Previous studies have demonstrated that thiouracil inhibits the 5'-deiodination of 3,3',5'-triiodothyronine uncompetitively with respect to substrate and competitively with respect to cofactor (thiol compounds). This paper shows that sulfite is also a strong inhibitor of this reaction showing a dose-dependent effect between 1 microM and 1 mM. The mode of inhibition is similar to that described for thiouracil. Dose-dependent inhibition was also observed with thiosulfate (0.01-1 mM), iodide and thiocyanate (both greater than 1 mM). No effect was exerted by up to 10 mM cyanide and up to 100 mM azide. Methimazole and thiourea were weak inhibitors above 0.1 mM but inhibition did not reach completion. These experiments were carried out in the presence of 1 mM dithiothreitol. The effect of thiouracil was found to be competitively obviated by methimazole and thiourea. However, the effect of sulfite and that of methimazole or thiourea were additive.
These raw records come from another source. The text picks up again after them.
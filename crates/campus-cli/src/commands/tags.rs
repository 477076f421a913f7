//! `campus tags ...`

use crate::cli::{StatusFilter, TagsCommands};
use anyhow::{Context, Result};
use campus_config::{CampusConfig, StorageConfig};
use campus_core::{
    NewTag, TagBackend, TagContext, TagId, TagQuery, TagService, TagStatus, TagUpdate, UserId,
};
use campus_sqlite::{SqliteConfig, SqliteTagBackend};
use serde_json::{json, Value};
use tracing::info;

/// SQLite settings for the configured storage
pub fn sqlite_config(storage: &StorageConfig) -> SqliteConfig {
    SqliteConfig {
        path: storage.path.clone(),
        wal_mode: storage.wal_mode,
        busy_timeout_ms: storage.busy_timeout_ms,
        cache_size: storage.cache_size,
        ..SqliteConfig::default()
    }
}

pub async fn execute(config: &CampusConfig, actor: Option<UserId>, cmd: TagsCommands) -> Result<()> {
    let backend = SqliteTagBackend::open(sqlite_config(&config.storage)).with_context(|| {
        format!("failed to open database {}", config.storage.path.display())
    })?;
    info!(db = %config.storage.path.display(), "Database ready");

    let service = TagService::new(backend);
    let output = run(&service, actor, cmd).await?;
    println!("{}", serde_json::to_string_pretty(&output)?);
    Ok(())
}

/// Run one subcommand and return its JSON result
pub async fn run<B: TagBackend>(
    service: &TagService<B>,
    actor: Option<UserId>,
    cmd: TagsCommands,
) -> Result<Value> {
    let output = match cmd {
        TagsCommands::Merge { target, sources } => {
            let sources: Vec<TagId> = sources.into_iter().map(TagId).collect();
            let outcome = service
                .merge_tags(TagId(target), &sources, actor)
                .await
                .with_context(|| format!("failed to merge into tag {}", target))?;
            serde_json::to_value(outcome)?
        }

        TagsCommands::Split {
            tag,
            names,
            keep_original,
            color,
        } => {
            let original = service
                .get_tag(TagId(tag))
                .await
                .with_context(|| format!("failed to load tag {}", tag))?;
            let outcome = service
                .split_tag(&original, names, keep_original, color, actor)
                .await
                .with_context(|| format!("failed to split tag {}", tag))?;
            serde_json::to_value(outcome)?
        }

        TagsCommands::Create {
            context,
            name,
            name_en,
            description,
            color,
            inactive,
        } => {
            let new_tag = NewTag {
                name_en,
                description,
                color,
                is_active: !inactive,
                ..NewTag::new(context, name)
            };
            let tag = service
                .create_tag(new_tag, actor)
                .await
                .context("failed to create tag")?;
            serde_json::to_value(tag)?
        }

        TagsCommands::Update {
            id,
            name,
            name_en,
            description,
            color,
            active,
        } => {
            let current = service
                .get_tag(TagId(id))
                .await
                .with_context(|| format!("failed to load tag {}", id))?;

            let mut update = TagUpdate::from_tag(&current);
            if let Some(name) = name {
                update.name = name;
            }
            if name_en.is_some() {
                update.name_en = name_en;
            }
            if description.is_some() {
                update.description = description;
            }
            if color.is_some() {
                update.color = color;
            }
            if let Some(active) = active {
                update.is_active = active;
            }

            let tag = service
                .update_tag(TagId(id), update, actor)
                .await
                .with_context(|| format!("failed to update tag {}", id))?;
            serde_json::to_value(tag)?
        }

        TagsCommands::Deactivate { id } => {
            let tag = service
                .deactivate_tag(TagId(id), actor)
                .await
                .with_context(|| format!("failed to deactivate tag {}", id))?;
            serde_json::to_value(tag)?
        }

        TagsCommands::Show { id } => {
            let tag = service.get_tag(TagId(id)).await?;
            serde_json::to_value(tag)?
        }

        TagsCommands::List {
            context,
            status,
            keyword,
            limit,
            offset,
        } => {
            let query = TagQuery {
                context: context.map(TagContext::from),
                status: match status {
                    StatusFilter::All => TagStatus::All,
                    StatusFilter::Active => TagStatus::Active,
                    StatusFilter::Inactive => TagStatus::Inactive,
                },
                keyword,
                limit,
                offset,
            };
            let rows = service.list_tags(query).await.context("failed to list tags")?;
            serde_json::to_value(rows)?
        }

        TagsCommands::Register { contexts, names } => {
            let contexts: Vec<TagContext> = contexts.into_iter().map(TagContext::from).collect();
            let created = service
                .register_names(names, &contexts)
                .await
                .context("failed to register tags")?;
            json!({ "created": created })
        }
    };

    Ok(output)
}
It is proposed that an enzyme-sulfenyl iodide is formed during deiodination (ping-pong mechanism). This sulfenyl iodide may be reduced by cofactor to yield native enzyme. It may also react with thioureylenes, yielding mixed disulfides, or with sulfite, yielding a thiosulfate. The enzyme-methimazole disulfide is apparently less stable than the enzyme-thiouracil complex. It is suggested that sulfite also reacts with the enzyme-thioureylene disulfide.